To save the kingdom and their love, the girls of paper and fire must find their way back to each other.
The Hidden Palace is the last place Lei hoped to find herself. As a captive, she’s put on display as the Demon King’s sign that war is on the horizon – and he intends to win. But Lei learned long ago that paer is never as fragile as it seems, and she’ll do whatever it takes to bring down the kingdom from within.
Outside the palace walls, Wren is desperate to rescue her love. Charged by her father to fight in the impending battle, Wren sees the brutality of war up close. As she makes her way across Ikhara, she’ll question what sacrifice for the greater good truly means.
With the two girls torn apart and each in great peril, will they reunite at last – or have their destinies diverged forever?
Blurb taken from back copy of book. Add to your Goodreads shelves here.
Review:
It has taken me a while to get around to it, but here with are with GIRLS OF FATE AND FURY, the finale to the GIRLS OF PAPER AND FIRE trilogy.
I would say this book is probably a slight victim of my shifting reading tastes over the past two-and-a-half years since I read the previous instalment. Structurally, it does feel very much like it follows the mid-2010s YA formula for a final book in a trilogy.
The pacing is good, so it wasn’t difficult to get through it, but I did struggle to invest enough to get emotional. I was never convinced that the two girls were in danger (I just did not feel like the book would actually kill off either girl, which undercut the tension) and, despite there being an impressive body count of other characters (who’d had at least one book to be established in), I didn’t feel anything when the next person died.
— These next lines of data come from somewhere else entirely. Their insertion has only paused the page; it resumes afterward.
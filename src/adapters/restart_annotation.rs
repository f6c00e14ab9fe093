//! Restart trigger annotation
//!
//! A rollout is triggered by changing the pod template annotations of a
//! Deployment. The controller notices the template hash change and rolls
//! every replica.

use chrono::{DateTime, SecondsFormat, Utc};
use k8s_openapi::api::apps::v1::Deployment;
use serde::{Deserialize, Serialize};
use std::collections::BTreeMap;

use crate::{Error, Result};

/// How the restart annotation is applied to the pod template
#[derive(Clone, Copy, Debug, Default, PartialEq, Eq, Deserialize, Serialize)]
#[serde(rename_all = "lowercase")]
pub enum AnnotationPolicy {
    /// Overwrite the whole annotation map with the restart annotation.
    ///
    /// Known defect: every other pod template annotation is dropped.
    #[default]
    Replace,
    /// Insert the restart annotation next to the existing ones
    Merge,
}

impl std::str::FromStr for AnnotationPolicy {
    type Err = Error;

    fn from_str(s: &str) -> Result<Self> {
        match s.to_ascii_lowercase().as_str() {
            "replace" => Ok(AnnotationPolicy::Replace),
            "merge" => Ok(AnnotationPolicy::Merge),
            other => Err(Error::Config(format!(
                "annotationPolicy must be one of: replace, merge (got {})",
                other
            ))),
        }
    }
}

/// Format a restart timestamp as RFC 3339 with second precision
pub fn format_timestamp(at: DateTime<Utc>) -> String {
    at.to_rfc3339_opts(SecondsFormat::Secs, true)
}

/// Write the restart annotation onto the deployment's pod template.
///
/// Returns the timestamp value that was written.
pub fn apply_restart_annotation(
    deployment: &mut Deployment,
    key: &str,
    at: DateTime<Utc>,
    policy: AnnotationPolicy,
) -> String {
    let timestamp = format_timestamp(at);

    let spec = deployment.spec.get_or_insert_with(Default::default);
    let metadata = spec.template.metadata.get_or_insert_with(Default::default);

    match policy {
        AnnotationPolicy::Replace => {
            let mut annotations = BTreeMap::new();
            annotations.insert(key.to_string(), timestamp.clone());
            metadata.annotations = Some(annotations);
        }
        AnnotationPolicy::Merge => {
            metadata
                .annotations
                .get_or_insert_with(BTreeMap::new)
                .insert(key.to_string(), timestamp.clone());
        }
    }

    timestamp
}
It’s quite a compact book for the amount of ground it has to cover, particularly once you realise the last 10% is all epilogue. It means there never quite felt like enough time spent on events, character or plot, as so it’s going along a bit too fast to land properly.
However, it does deliver on the promise of battles and war to tear down the king. And we do get a big showdown, which would have been very disappointing if it had been missing.
Unlike the previous entries, this book is dual POV with Wren’s narration joining Lei’s as they are apart for much of the book. Lei’s part is still written in first person present tense but Wren’s is in third person past tense. While this does really help keep the two separate (you know within a line who’s speaking, if you happen to not register the name under the chapter number), it does mean that there is a much greater distance between the reader and Wren.
That did make it a bit harder to follow along her emotional journey, particularly given she had to go through the biggest change over the book (unlike Lei who got three books to go through it.) I think it wouldn’t have felt so stark a contrast if Lei’s “literally inside her head” chapters hadn’t been interspersed with Wren’s.